The problem: Write out the data below exactly, from its first line to the line containing "operation: &'static str", that line included.
------------------------------------------------
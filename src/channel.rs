//! Channel collaborator interface.
//!
//! A [`Channel`] is one live call leg. The GI engine never touches media or
//! signaling itself: handlers validate arguments and call these methods,
//! the session loop pulls [`Frame`]s from [`Channel::read_frame`].

use async_trait::async_trait;
use bytes::Bytes;
use std::time::Duration;
use thiserror::Error;

/// Result type alias for channel operations
pub type ChannelResult<T> = Result<T, ChannelError>;

/// Channel operation failures
#[derive(Error, Debug, Clone, PartialEq, Eq)]
pub enum ChannelError {
    /// The channel hung up
    #[error("channel hung up")]
    Hangup,

    /// A file, label or peer the operation needs does not exist
    #[error("{what} not found")]
    NotFound { what: String },

    /// The channel technology does not support the operation
    #[error("operation '{operation}' not supported by channel")]
    Unsupported { operation: &'static str },

    /// Media or signaling I/O failure
    #[error("channel I/O error: {message}")]
    Io { message: String },
}

impl ChannelError {
    pub fn not_found(what: impl Into<String>) -> Self {
        Self::NotFound { what: what.into() }
    }

    pub fn io(message: impl Into<String>) -> Self {
        Self::Io {
            message: message.into(),
        }
    }
}

/// One unit of media or signaling read from a channel
#[derive(Debug, Clone, PartialEq, Eq)]
pub enum Frame {
    /// Raw voice samples
    Voice(Bytes),
    /// A DTMF digit
    Dtmf(char),
    /// Text message
    Text(String),
    /// Signaling/control indication
    Control(u32),
    /// Keepalive/empty frame
    Null,
}

/// Call leg state, numbered as CHANNEL STATUS reports it
#[derive(Debug, Clone, Copy, PartialEq, Eq, Hash)]
pub enum ChannelState {
    /// Channel is down and available
    Down,
    /// Channel is down, but reserved
    Reserved,
    /// Channel is off hook
    OffHook,
    /// Digits (or equivalent) have been dialed
    Dialing,
    /// Line is ringing
    Ring,
    /// Remote end is ringing
    Ringing,
    /// Line is up
    Up,
    /// Line is busy
    Busy,
    /// Digits dialed while off hook
    DialingOffhook,
    /// Channel detected an incoming call before ringing
    PreRing,
}

impl ChannelState {
    /// Numeric code returned in `200 result=<code>`
    pub fn code(self) -> i64 {
        match self {
            ChannelState::Down => 0,
            ChannelState::Reserved => 1,
            ChannelState::OffHook => 2,
            ChannelState::Dialing => 3,
            ChannelState::Ring => 4,
            ChannelState::Ringing => 5,
            ChannelState::Up => 6,
            ChannelState::Busy => 7,
            ChannelState::DialingOffhook => 8,
            ChannelState::PreRing => 9,
        }
    }
}

/// Caller identification attached to a channel
#[derive(Debug, Clone, Default, PartialEq, Eq)]
pub struct CallerId {
    pub number: Option<String>,
    pub name: Option<String>,
    /// Presentation indicator
    pub presentation: i32,
    /// ANI2 information digits
    pub ani2: i32,
    /// Type of number
    pub ton: i32,
    /// Transit network select
    pub tns: i32,
    /// Dialed number identifier
    pub dnid: Option<String>,
    /// Redirecting number
    pub rdnis: Option<String>,
}

/// Snapshot of the channel attributes the preamble reports
#[derive(Debug, Clone, Default, PartialEq, Eq)]
pub struct ChannelInfo {
    pub name: String,
    pub language: String,
    /// Channel technology, e.g. `SIP`
    pub tech: String,
    pub unique_id: String,
    pub caller: CallerId,
    pub context: String,
    pub extension: String,
    pub priority: i32,
    pub account_code: Option<String>,
}

/// STREAM FILE / GET OPTION request
#[derive(Debug, Clone, PartialEq, Eq)]
pub struct Playback<'a> {
    pub file: &'a str,
    /// Digits that interrupt playback
    pub escape_digits: &'a str,
    /// Starting sample offset
    pub offset: u64,
}

/// CONTROL STREAM FILE request
#[derive(Debug, Clone, PartialEq, Eq)]
pub struct ControlPlayback<'a> {
    pub file: &'a str,
    pub escape_digits: &'a str,
    /// Skip distance for fast forward and rewind
    pub skip: Duration,
    pub forward_digit: Option<char>,
    pub rewind_digit: Option<char>,
    pub pause_digit: Option<char>,
}

/// How a playback ended
#[derive(Debug, Clone, Copy, PartialEq, Eq)]
pub struct PlaybackOutcome {
    /// Escape digit that interrupted playback, if any
    pub digit: Option<char>,
    /// Sample offset where playback stopped
    pub end_position: u64,
}

/// GET DATA result
#[derive(Debug, Clone, PartialEq, Eq)]
pub struct DigitsOutcome {
    pub digits: String,
    pub timed_out: bool,
}

/// RECORD FILE request
#[derive(Debug, Clone, PartialEq, Eq)]
pub struct Recording<'a> {
    pub file: &'a str,
    pub format: &'a str,
    pub escape_digits: &'a str,
    /// Maximum length, `None` for no limit
    pub max_duration: Option<Duration>,
    /// Sample offset to resume writing at
    pub offset: u64,
    pub beep: bool,
    /// Stop after this much silence
    pub silence: Option<Duration>,
}

/// Why a recording stopped
#[derive(Debug, Clone, Copy, PartialEq, Eq)]
pub enum RecordEnd {
    Dtmf(char),
    Timeout,
    Silence,
}

/// How a recording ended
#[derive(Debug, Clone, Copy, PartialEq, Eq)]
pub struct RecordOutcome {
    pub end: RecordEnd,
    pub end_position: u64,
}

/// What a SAY verb speaks
#[derive(Debug, Clone, PartialEq, Eq)]
pub enum SayRequest<'a> {
    Alpha(&'a str),
    Digits(&'a str),
    Number(i64),
    Phonetic(&'a str),
    Date(i64),
    Time(i64),
    DateTime {
        timestamp: i64,
        format: Option<&'a str>,
        zone: Option<&'a str>,
    },
}

/// Telecommunications device for the deaf mode
#[derive(Debug, Clone, Copy, PartialEq, Eq)]
pub enum TddMode {
    On,
    Off,
    Mate,
}

/// A live call leg.
///
/// Timeouts passed as `None` mean "no limit" except where a method says
/// the channel default applies.
#[async_trait]
pub trait Channel: Send {
    /// Channel name, unique among live channels
    fn name(&self) -> &str;

    /// Attribute snapshot for the preamble
    fn info(&self) -> ChannelInfo;

    fn state(&self) -> ChannelState;

    /// Wait for the next frame; `None` once the channel is gone.
    ///
    /// Must be cancel safe: the session loop races it against the command
    /// stream and drops the future when a command line wins.
    async fn read_frame(&mut self) -> Option<Frame>;

    async fn answer(&mut self) -> ChannelResult<()>;

    async fn hangup(&mut self) -> ChannelResult<()>;

    /// Play a file, stopping early on an escape digit
    async fn stream_file(&mut self, playback: &Playback<'_>) -> ChannelResult<PlaybackOutcome>;

    /// Play a file with fast forward, rewind and pause digits
    async fn control_stream_file(
        &mut self,
        playback: &ControlPlayback<'_>,
    ) -> ChannelResult<PlaybackOutcome>;

    /// Wait for one DTMF digit, `Ok(None)` on timeout
    async fn wait_for_digit(&mut self, timeout: Option<Duration>) -> ChannelResult<Option<char>>;

    /// Play a prompt and collect up to `max` digits.
    ///
    /// `None` timeout means the channel's default inter-digit timeout.
    async fn read_digits(
        &mut self,
        prompt: &str,
        timeout: Option<Duration>,
        max: usize,
    ) -> ChannelResult<DigitsOutcome>;

    fn supports_text(&self) -> bool;

    fn supports_images(&self) -> bool;

    /// Receive one character of text, `Ok(None)` on timeout
    async fn receive_char(&mut self, timeout: Option<Duration>) -> ChannelResult<Option<char>>;

    /// Receive a text message, `Ok(None)` on timeout
    async fn receive_text(&mut self, timeout: Option<Duration>) -> ChannelResult<Option<String>>;

    async fn send_text(&mut self, text: &str) -> ChannelResult<()>;

    async fn send_image(&mut self, name: &str) -> ChannelResult<()>;

    async fn record_file(&mut self, recording: &Recording<'_>) -> ChannelResult<RecordOutcome>;

    /// Speak something, returning the escape digit pressed if any
    async fn say(
        &mut self,
        request: &SayRequest<'_>,
        escape_digits: &str,
    ) -> ChannelResult<Option<char>>;

    /// Hang up automatically after `after`; `None` cancels
    fn set_autohangup(&mut self, after: Option<Duration>);

    fn set_caller_id(&mut self, number: &str, name: Option<&str>);

    fn set_context(&mut self, context: &str);

    fn set_extension(&mut self, extension: &str);

    fn set_priority(&mut self, priority: i32);

    /// Resolve a priority label in the current context and extension
    fn find_label(&self, label: &str) -> Option<i32>;

    async fn set_music_on_hold(&mut self, on: bool, class: Option<&str>) -> ChannelResult<()>;

    async fn set_tdd_mode(&mut self, mode: TddMode) -> ChannelResult<()>;

    fn get_variable(&self, name: &str) -> Option<String>;

    fn set_variable(&mut self, name: &str, value: &str);

    /// Expand `${...}` expressions against this channel
    fn substitute(&self, expression: &str) -> String;
}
------------------------------------------------
Reply to the task:
filename src/channel.rs
//! Channel collaborator interface.
//!
//! A [`Channel`] is one live call leg. The GI engine never touches media or
//! signaling itself: handlers validate arguments and call these methods,
//! the session loop pulls [`Frame`]s from [`Channel::read_frame`].

use async_trait::async_trait;
use bytes::Bytes;
use std::time::Duration;
use thiserror::Error;

/// Result type alias for channel operations
pub type ChannelResult<T> = Result<T, ChannelError>;

/// Channel operation failures
#[derive(Error, Debug, Clone, PartialEq, Eq)]
pub enum ChannelError {
    /// The channel hung up
    #[error("channel hung up")]
    Hangup,

    /// A file, label or peer the operation needs does not exist
    #[error("{what} not found")]
    NotFound { what: String },

    /// The channel technology does not support the operation
    #[error("operation '{operation}' not supported by channel")]
    Unsupported { operation: &'static str },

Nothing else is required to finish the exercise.